去年此地,我写过一篇题为《为什么没去黄山》的文章,其最后一段说:“至于黄山,我相信它是漂亮的。我不怕我不喜欢它,我倒怕我喜欢它。或说,如此与自己抬杠,难道不有违天性?我想,此处谈论的不是天性,而是相反的东西。我费了这么多年的劲,以为自己能做到不喜欢黄山了,万一爬将上去,见到石涛之八胜、梅清之十九景,心生欢喜,又是多么沮丧!”

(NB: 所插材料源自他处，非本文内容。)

//! Formatting helpers shared by front ends.

use std::fmt::Display;

use chrono::{DateTime, TimeZone, Utc};

use crate::model::TemperatureUnit;

pub fn celsius_to_fahrenheit(celsius: f64) -> f64 {
    celsius * 9.0 / 5.0 + 32.0
}

/// Converts a metric temperature into `unit`, unrounded.
pub fn convert_temperature(celsius: f64, unit: TemperatureUnit) -> f64 {
    match unit {
        TemperatureUnit::Celsius => celsius,
        TemperatureUnit::Fahrenheit => celsius_to_fahrenheit(celsius),
    }
}

/// Renders a metric temperature in `unit`, rounded to a whole degree.
pub fn format_temperature(celsius: f64, unit: TemperatureUnit) -> String {
    let value = convert_temperature(celsius, unit).round();
    // Avoid printing "-0".
    let value = if value == 0.0 { 0.0 } else { value };
    format!("{value:.0}{}", unit.symbol())
}

pub fn format_visibility(meters: f64) -> String {
    format!("{:.1} km", meters / 1000.0)
}

pub fn format_wind(speed_mps: f64) -> String {
    format!("{speed_mps:.1} m/s")
}

pub fn format_humidity(pct: f64) -> String {
    format!("{:.0}%", pct.round())
}

pub fn format_pressure(hpa: f64) -> String {
    format!("{:.0} hPa", hpa.round())
}

/// Wall-clock time like `06:42 AM` in `tz`, or `--` when unknown.
pub fn format_clock<Tz>(instant: Option<DateTime<Utc>>, tz: &Tz) -> String
where
    Tz: TimeZone,
    Tz::Offset: Display,
{
    match instant {
        Some(at) => at.with_timezone(tz).format("%I:%M %p").to_string(),
        None => "--".to_string(),
    }
}

/// Upper-cases the first letter of every word and lower-cases the rest.
pub fn capitalize_words(s: &str) -> String {
    s.split(' ')
        .filter(|word| !word.is_empty())
        .map(|word| {
            let mut chars = word.chars();
            match chars.next() {
                Some(first) => {
                    first.to_uppercase().chain(chars.flat_map(char::to_lowercase)).collect()
                }
                None => String::new(),
            }
        })
        .collect::<Vec<String>>()
        .join(" ")
}

/// Display category of a provider condition code.
#[derive(Debug, Clone, Copy, PartialEq, Eq, Hash)]
pub enum ConditionCategory {
    SevereStorm,
    LightPrecipitation,
    Rain,
    Snow,
    AtmosphericHaze,
    Clear,
    FewClouds,
    ScatteredClouds,
    Overcast,
    Unknown,
}

impl ConditionCategory {
    /// Maps a condition code to its band. Codes outside every band are
    /// [`ConditionCategory::Unknown`].
    pub fn from_code(code: i64) -> Self {
        match code {
            200..=299 => ConditionCategory::SevereStorm,
            300..=399 => ConditionCategory::LightPrecipitation,
            500..=599 => ConditionCategory::Rain,
            600..=699 => ConditionCategory::Snow,
            700..=799 => ConditionCategory::AtmosphericHaze,
            800 => ConditionCategory::Clear,
            801 => ConditionCategory::FewClouds,
            802 => ConditionCategory::ScatteredClouds,
            803..=899 => ConditionCategory::Overcast,
            _ => ConditionCategory::Unknown,
        }
    }

    pub fn label(&self) -> &'static str {
        match self {
            ConditionCategory::SevereStorm => "severe-storm",
            ConditionCategory::LightPrecipitation => "light-precipitation",
            ConditionCategory::Rain => "rain",
            ConditionCategory::Snow => "snow",
            ConditionCategory::AtmosphericHaze => "atmospheric-haze",
            ConditionCategory::Clear => "clear",
            ConditionCategory::FewClouds => "few-clouds",
            ConditionCategory::ScatteredClouds => "scattered-clouds",
            ConditionCategory::Overcast => "overcast",
            ConditionCategory::Unknown => "unknown",
        }
    }

    pub fn icon(&self) -> &'static str {
        match self {
            ConditionCategory::SevereStorm => "⛈️",
            ConditionCategory::LightPrecipitation => "🌦️",
            ConditionCategory::Rain => "🌧️",
            ConditionCategory::Snow => "❄️",
            ConditionCategory::AtmosphericHaze => "🌫️",
            ConditionCategory::Clear => "☀️",
            ConditionCategory::FewClouds => "🌤️",
            ConditionCategory::ScatteredClouds => "⛅",
            ConditionCategory::Overcast => "☁️",
            ConditionCategory::Unknown => "🌡️",
        }
    }
}

impl std::fmt::Display for ConditionCategory {
    fn fmt(&self, f: &mut std::fmt::Formatter<'_>) -> std::fmt::Result {
        f.write_str(self.label())
    }
}
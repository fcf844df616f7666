use anyhow::{Context, Result, anyhow};
use directories::ProjectDirs;
use serde::{Deserialize, Serialize};
use std::{
    fs,
    path::{Path, PathBuf},
};

/// Placeholder shipped in sample configs; treated the same as no key.
pub const PLACEHOLDER_API_KEY: &str = "YOUR_API_KEY";

/// Environment variable that overrides the key stored on disk.
pub const API_KEY_ENV: &str = "OPENWEATHER_API_KEY";

pub const DEFAULT_BASE_URL: &str = "https://api.openweathermap.org/data/2.5";

pub const DEFAULT_TIMEOUT_SECS: u64 = 10;

/// Top-level configuration stored on disk.
///
/// Example TOML:
/// ```toml
/// api_key = "..."
/// default_city = "Noida"
/// refresh_interval_secs = 30
/// ```
#[derive(Debug, Clone, PartialEq, Serialize, Deserialize)]
#[serde(default)]
pub struct Config {
    #[serde(skip_serializing_if = "Option::is_none")]
    pub api_key: Option<String>,
    pub base_url: String,
    pub timeout_secs: u64,
    /// City searched on startup.
    pub default_city: String,
    /// Period of the auto-refresh timer.
    pub refresh_interval_secs: u64,
}

impl Default for Config {
    fn default() -> Self {
        Self {
            api_key: None,
            base_url: DEFAULT_BASE_URL.to_string(),
            timeout_secs: DEFAULT_TIMEOUT_SECS,
            default_city: "Noida".to_string(),
            refresh_interval_secs: 30,
        }
    }
}

impl Config {
    /// Load config from the platform config dir, or defaults if it doesn't exist yet.
    /// `OPENWEATHER_API_KEY` takes precedence over the stored key.
    pub fn load() -> Result<Self> {
        let mut cfg = Self::load_from(&Self::config_file_path()?)?;

        if let Ok(key) = std::env::var(API_KEY_ENV) {
            cfg.apply_env_api_key(key);
        }

        Ok(cfg)
    }

    pub fn load_from(path: &Path) -> Result<Self> {
        if !path.exists() {
            // First run: no config file, return defaults.
            return Ok(Self::default());
        }

        let contents = fs::read_to_string(path)
            .with_context(|| format!("Failed to read config file: {}", path.display()))?;

        let cfg: Config = toml::from_str(&contents)
            .with_context(|| format!("Failed to parse config file: {}", path.display()))?;

        Ok(cfg)
    }

    /// Save config to the platform config dir.
    pub fn save(&self) -> Result<PathBuf> {
        let path = Self::config_file_path()?;
        self.save_to(&path)?;
        Ok(path)
    }

    /// Save config to `path`, creating parent directories as needed.
    pub fn save_to(&self, path: &Path) -> Result<()> {
        if let Some(parent) = path.parent() {
            fs::create_dir_all(parent).with_context(|| {
                format!("Failed to create config directory: {}", parent.display())
            })?;
        }

        let toml =
            toml::to_string_pretty(self).context("Failed to serialize configuration to TOML")?;

        fs::write(path, toml)
            .with_context(|| format!("Failed to write config file: {}", path.display()))?;

        Ok(())
    }

    /// Path to the config file.
    pub fn config_file_path() -> Result<PathBuf> {
        let dirs = ProjectDirs::from("dev", "weather-station", "weather-station")
            .ok_or_else(|| anyhow!("Could not determine platform config directory"))?;

        Ok(dirs.config_dir().join("config.toml"))
    }

    pub fn set_api_key(&mut self, api_key: String) {
        self.api_key = Some(api_key.trim().to_string());
    }

    /// Returns the API key if one is usable.
    pub fn api_key(&self) -> Option<&str> {
        self.api_key.as_deref().filter(|key| !is_placeholder_key(key))
    }

    pub fn is_api_key_configured(&self) -> bool {
        self.api_key().is_some()
    }

    fn apply_env_api_key(&mut self, key: String) {
        if !is_placeholder_key(&key) {
            self.set_api_key(key);
        }
    }
}

/// True for keys that cannot authenticate: blank or the sample placeholder.
pub fn is_placeholder_key(key: &str) -> bool {
    let key = key.trim();
    key.is_empty() || key == PLACEHOLDER_API_KEY
}
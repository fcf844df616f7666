//! Plain-text rendering of [`AppState`]. Pure: state in, string out.

use std::fmt::{Display, Write};

use chrono::{Local, TimeZone};
use station_core::{
    AppState, ConditionCategory, View,
    display::{
        capitalize_words, format_clock, format_humidity, format_pressure, format_temperature,
        format_visibility, format_wind,
    },
};

pub fn render_current(state: &AppState) -> String {
    render_current_in(state, &Local)
}

pub fn render_current_in<Tz>(state: &AppState, tz: &Tz) -> String
where
    Tz: TimeZone,
    Tz::Offset: Display,
{
    let unit = state.unit();
    let mut out = String::new();

    match state.view() {
        View::Idle => {
            let _ = writeln!(out, "{}", state.current_city());
            let _ = writeln!(out, "  --°");
        }
        View::Loading { city } => {
            let _ = writeln!(out, "⏳ Loading {city}...");
        }
        View::Failed { message } => {
            let _ = writeln!(out, "❌ Error");
            let _ = writeln!(out, "  {message}");
        }
        View::Ready { weather, updated_at } => {
            let category = ConditionCategory::from_code(weather.condition_code);

            let _ = writeln!(out, "{}", state.current_city());
            let _ = writeln!(
                out,
                "  {}  {}  (feels like {})",
                category.icon(),
                format_temperature(weather.temperature_c, unit),
                format_temperature(weather.feels_like_c, unit),
            );
            let _ = writeln!(out, "  {}", capitalize_words(&weather.description));
            let _ = writeln!(out);
            let _ = writeln!(out, "  Humidity    {}", format_humidity(weather.humidity_pct));
            let _ = writeln!(out, "  Wind        {}", format_wind(weather.wind_speed_mps));
            let _ = writeln!(out, "  Pressure    {}", format_pressure(weather.pressure_hpa));
            let _ = writeln!(out, "  Visibility  {}", format_visibility(weather.visibility_m));
            let _ = writeln!(out, "  Sunrise     {}", format_clock(weather.sunrise, tz));
            let _ = writeln!(out, "  Sunset      {}", format_clock(weather.sunset, tz));
            let _ = writeln!(
                out,
                "  Last updated: {}",
                updated_at.with_timezone(tz).format("%I:%M:%S %p")
            );
        }
    }

    if let Some(status) = state.status() {
        let _ = writeln!(out, "  [{status}]");
    }

    out
}

/// The 5-day strip; empty string when no forecast is available.
pub fn render_forecast(state: &AppState) -> String {
    if state.forecast().is_empty() {
        return String::new();
    }

    let unit = state.unit();
    let mut out = String::from("5-Day Forecast\n");

    for day in state.forecast() {
        let category = ConditionCategory::from_code(day.condition_code);
        let _ = writeln!(
            out,
            "  {:<4} {}  {:>5}  {}",
            day.day,
            category.icon(),
            format_temperature(day.temperature_c, unit),
            category.label(),
        );
    }

    out
}

pub fn render_favorites(state: &AppState) -> String {
    let mut out = String::from("Favorites:");
    for city in state.favorites() {
        let _ = write!(out, " {city} ·");
    }
    out.trim_end_matches(" ·").to_string()
}
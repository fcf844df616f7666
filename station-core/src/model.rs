use chrono::{DateTime, Utc};
use serde::{Deserialize, Serialize};

/// Condition code used when the provider omits one (clear sky).
pub const DEFAULT_CONDITION_CODE: i64 = 800;

/// Snapshot of current conditions for one city, metric units.
#[derive(Debug, Clone, PartialEq, Serialize, Deserialize)]
pub struct CurrentWeather {
    pub temperature_c: f64,
    pub feels_like_c: f64,
    pub humidity_pct: f64,
    pub wind_speed_mps: f64,
    pub pressure_hpa: f64,
    pub visibility_m: f64,
    pub condition_code: i64,
    pub description: String,
    pub sunrise: Option<DateTime<Utc>>,
    pub sunset: Option<DateTime<Utc>>,
}

/// One raw 3-hour forecast record.
#[derive(Debug, Clone, PartialEq, Serialize, Deserialize)]
pub struct ForecastSample {
    /// Epoch seconds.
    pub timestamp: i64,
    /// Provider-formatted time, e.g. `2024-01-15 12:00:00`.
    pub time_text: String,
    pub temperature_c: f64,
    pub condition_code: i64,
}

impl ForecastSample {
    /// Whether this is the provider's canonical midday sample.
    pub fn is_midday(&self) -> bool {
        self.time_text.contains("12:00:00")
    }
}

/// Representative forecast for a single day.
#[derive(Debug, Clone, PartialEq, Serialize, Deserialize)]
pub struct ForecastDay {
    /// Short weekday name, e.g. `Mon`.
    pub day: String,
    pub temperature_c: f64,
    pub condition_code: i64,
}

#[derive(Debug, Clone, Copy, PartialEq, Eq, Default, Serialize, Deserialize)]
pub enum TemperatureUnit {
    #[default]
    Celsius,
    Fahrenheit,
}

impl TemperatureUnit {
    pub fn symbol(&self) -> &'static str {
        match self {
            TemperatureUnit::Celsius => "°C",
            TemperatureUnit::Fahrenheit => "°F",
        }
    }

    pub fn toggled(self) -> Self {
        match self {
            TemperatureUnit::Celsius => TemperatureUnit::Fahrenheit,
            TemperatureUnit::Fahrenheit => TemperatureUnit::Celsius,
        }
    }
}
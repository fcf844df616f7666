//! Binary crate for the `weather-station` command-line tool.
//!
//! This crate focuses on:
//! - Parsing CLI arguments
//! - Interactive configuration and the menu-driven session
//! - Human-friendly output formatting

use clap::Parser;
use tracing_subscriber::EnvFilter;

mod cli;
mod render;
mod session;

#[tokio::main]
async fn main() -> anyhow::Result<()> {
    let cmd = cli::Cli::parse();
    init_tracing(cmd.verbose);
    cmd.run().await
}

/// Logs go to stderr so stdout only carries the rendered weather.
fn init_tracing(verbose: bool) {
    let default = if verbose { "debug" } else { "warn" };

    tracing_subscriber::fmt()
        .with_env_filter(
            EnvFilter::try_from_default_env().unwrap_or_else(|_| EnvFilter::new(default)),
        )
        .with_writer(std::io::stderr)
        .init();
}
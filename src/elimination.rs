// Copyright Amazon.com, Inc. or its affiliates. All Rights Reserved.
// SPDX-License-Identifier: Apache-2.0

//!
//! Conversion of an automaton to a regular expression by state elimination
//!
//! The conversion works on a clone of the caller's automaton. It first
//! normalizes the clone to a single-initial/single-terminal form by adding
//! two reserved nodes wired with epsilon edges, then removes interior nodes
//! one at a time. Removing a node folds its self-loops into a Kleene-star
//! label and bridges every proper inbound/outbound edge pair, so every path
//! through the node survives as a direct edge. Once only the two reserved
//! nodes remain, the labels of the surviving edges joined as an alternation
//! are the resulting expression.
//!
//! Nodes are eliminated in insertion order, so the textual form of the
//! result is deterministic for a given construction sequence. The accepted
//! language does not depend on the order.
//!
//! An optional step observer is invoked at checkpoints (`"start"`,
//! `"create-initial-terminal"`, and `"remove-node-<name>"` once per
//! eliminated node) with a snapshot of the working automaton. Observers can
//! render or log intermediate states; an observer failure aborts the whole
//! conversion.
//!

use crate::{
    automata::{Nfa, NodeId},
    combinators::{kleene_star, or_join},
    errors::{Error, ObserverError},
};

/// Reserved name of the synthetic initial node added during normalization.
pub const INITIAL_NODE_NAME: &str = "__initial__";

/// Reserved name of the synthetic terminal node added during normalization.
pub const TERMINAL_NODE_NAME: &str = "__terminal__";

/// Observer invoked with a snapshot of the working automaton and the
/// checkpoint name. Returning an error aborts the conversion.
pub type StepObserver<'a> = &'a mut dyn FnMut(&Nfa, &str) -> Result<(), ObserverError>;

///
/// Configuration for [to_regex_with_config]
///
#[derive(Default)]
pub struct ConvertConfig<'a> {
    /// Optional observer called at every conversion checkpoint
    pub step_observer: Option<StepObserver<'a>>,
}

impl std::fmt::Debug for ConvertConfig<'_> {
    fn fmt(&self, f: &mut std::fmt::Formatter<'_>) -> std::fmt::Result {
        f.debug_struct("ConvertConfig")
            .field("step_observer", &self.step_observer.is_some())
            .finish()
    }
}

///
/// Convert an automaton to a regular expression using state elimination
/// (see also [to_regex_with_config]).
///
/// The caller's automaton is never mutated and can be reused afterwards.
///
/// # Errors
///
/// - [Error::EmptyAutomaton] if the automaton has no nodes
/// - [Error::NoInitialNode] if no node is flagged initial
/// - [Error::NoTerminalNode] if no node is flagged terminal
/// - [Error::NoPath] if no path connects an initial node to a terminal node
///
pub fn to_regex(nfa: &Nfa) -> Result<String, Error> {
    to_regex_with_config(nfa, ConvertConfig::default())
}

///
/// Convert an automaton to a regular expression using state elimination,
/// with configuration parameters defined by [ConvertConfig].
///
/// # Errors
///
/// In addition to the errors of [to_regex], fails with [Error::Observer]
/// if the configured step observer reports an error at any checkpoint. No
/// partial result is returned in that case.
///
pub fn to_regex_with_config(nfa: &Nfa, mut config: ConvertConfig<'_>) -> Result<String, Error> {
    if nfa.num_nodes() == 0 {
        return Err(Error::EmptyAutomaton);
    }

    let mut nfa = nfa.clone();
    notify(&mut config, &nfa, "start")?;

    normalize(&mut nfa)?;
    notify(&mut config, &nfa, "create-initial-terminal")?;

    // Iteratively remove every node other than the two reserved ones.
    // The node count strictly decreases, so this terminates.
    while nfa.num_nodes() > 2 {
        let names: Vec<String> = nfa
            .nodes()
            .map(|(_, node)| node.name().to_string())
            .collect();
        for name in names {
            if name == INITIAL_NODE_NAME || name == TERMINAL_NODE_NAME {
                continue;
            }
            eliminate_node(&mut nfa, &name);
            let checkpoint = format!("remove-node-{}", name);
            notify(&mut config, &nfa, &checkpoint)?;
        }
    }

    finalize(&nfa)
}

// Invoke the observer, if any, wrapping its error with the checkpoint name
fn notify(config: &mut ConvertConfig<'_>, nfa: &Nfa, checkpoint: &str) -> Result<(), Error> {
    match config.step_observer.as_mut() {
        Some(observer) => observer(nfa, checkpoint).map_err(|source| Error::Observer {
            checkpoint: checkpoint.to_string(),
            source,
        }),
        None => Ok(()),
    }
}

//
// Reduce the automaton to a single initial and a single terminal node.
//
// Every originally-initial node gets an epsilon edge from the reserved
// initial node and its flags cleared; symmetrically for terminal nodes.
// Clearing only touches the working copy's arena records, so automata
// sharing the same construction history are unaffected.
//
fn normalize(nfa: &mut Nfa) -> Result<(), Error> {
    let initial_names: Vec<String> = nfa
        .nodes()
        .filter(|(_, node)| node.is_initial)
        .map(|(_, node)| node.name().to_string())
        .collect();
    let terminal_names: Vec<String> = nfa
        .nodes()
        .filter(|(_, node)| node.is_terminal)
        .map(|(_, node)| node.name().to_string())
        .collect();

    if initial_names.is_empty() {
        return Err(Error::NoInitialNode);
    }
    if terminal_names.is_empty() {
        return Err(Error::NoTerminalNode);
    }

    for name in &initial_names {
        nfa.add_edge(INITIAL_NODE_NAME, name, "");
        clear_flags(nfa, name);
    }
    for name in &terminal_names {
        nfa.add_edge(name, TERMINAL_NODE_NAME, "");
        clear_flags(nfa, name);
    }

    nfa.mark_initial(INITIAL_NODE_NAME);
    nfa.mark_terminal(TERMINAL_NODE_NAME);
    Ok(())
}

fn clear_flags(nfa: &mut Nfa, name: &str) {
    if let Some(node) = nfa.node_by_name_mut(name) {
        node.is_initial = false;
        node.is_terminal = false;
    }
}

//
// Remove one node, preserving every path through it.
//
// Self-loop labels fold into a single Kleene-starred segment placed between
// each proper inbound and outbound label pair. The `bare` flag is set when
// two or more self-loops exist, because or_join has then already
// parenthesized the alternation.
//
fn eliminate_node(nfa: &mut Nfa, name: &str) {
    let loop_labels: Vec<String> = nfa
        .edges_in(name)
        .filter(|e| e.is_self_loop())
        .map(|e| e.label().to_string())
        .collect();
    let loop_label = kleene_star(&or_join(&loop_labels), loop_labels.len() > 1);

    let in_edges: Vec<(NodeId, String)> = nfa
        .edges_in(name)
        .filter(|e| !e.is_self_loop())
        .map(|e| (e.source(), e.label().to_string()))
        .collect();
    let out_edges: Vec<(NodeId, String)> = nfa
        .edges_out(name)
        .filter(|e| !e.is_self_loop())
        .map(|e| (e.target(), e.label().to_string()))
        .collect();

    for (source, in_label) in &in_edges {
        for (target, out_label) in &out_edges {
            let label = format!("{}{}{}", in_label, loop_label, out_label);
            nfa.add_edge_by_id(*source, *target, label);
        }
    }

    nfa.remove_node(name);
}

//
// Collect the final expression from the edges that survived elimination.
// By construction they all run from the reserved initial node to the
// reserved terminal node; if none is left, the automaton had no path from
// an initial to a terminal node.
//
fn finalize(nfa: &Nfa) -> Result<String, Error> {
    let mut has_path = false;
    let mut labels = Vec::with_capacity(nfa.num_edges());
    for edge in nfa.edges() {
        let initial = nfa.node(edge.source()).is_some_and(|n| n.is_initial);
        let terminal = nfa.node(edge.target()).is_some_and(|n| n.is_terminal);
        if initial && terminal {
            has_path = true;
        }
        labels.push(edge.label().to_string());
    }
    if !has_path {
        return Err(Error::NoPath);
    }
    Ok(or_join(&labels))
}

我不管写什么,写完后,总是破甑不顾,如逃如弃,不忍再看一眼。然而本月,我们两口子谋划徽州之游,绕不过去的议题便是上不上黄山。她说上,我说不上。她说上,我说不上。她说上,我说上。于是找出前文,忍痛读了一遍,读到最后这段文字,觉醒到:这哪里是开放的态度啊!一个人,越是预感到某种事实有可能撼动自己原来的主张,越应该趋近之,上黄山,才是百尺竿头,更进一步。一个人要是善于说服自己,完全可以常有理的。于是在中旬,我理直气壮地上了黄山。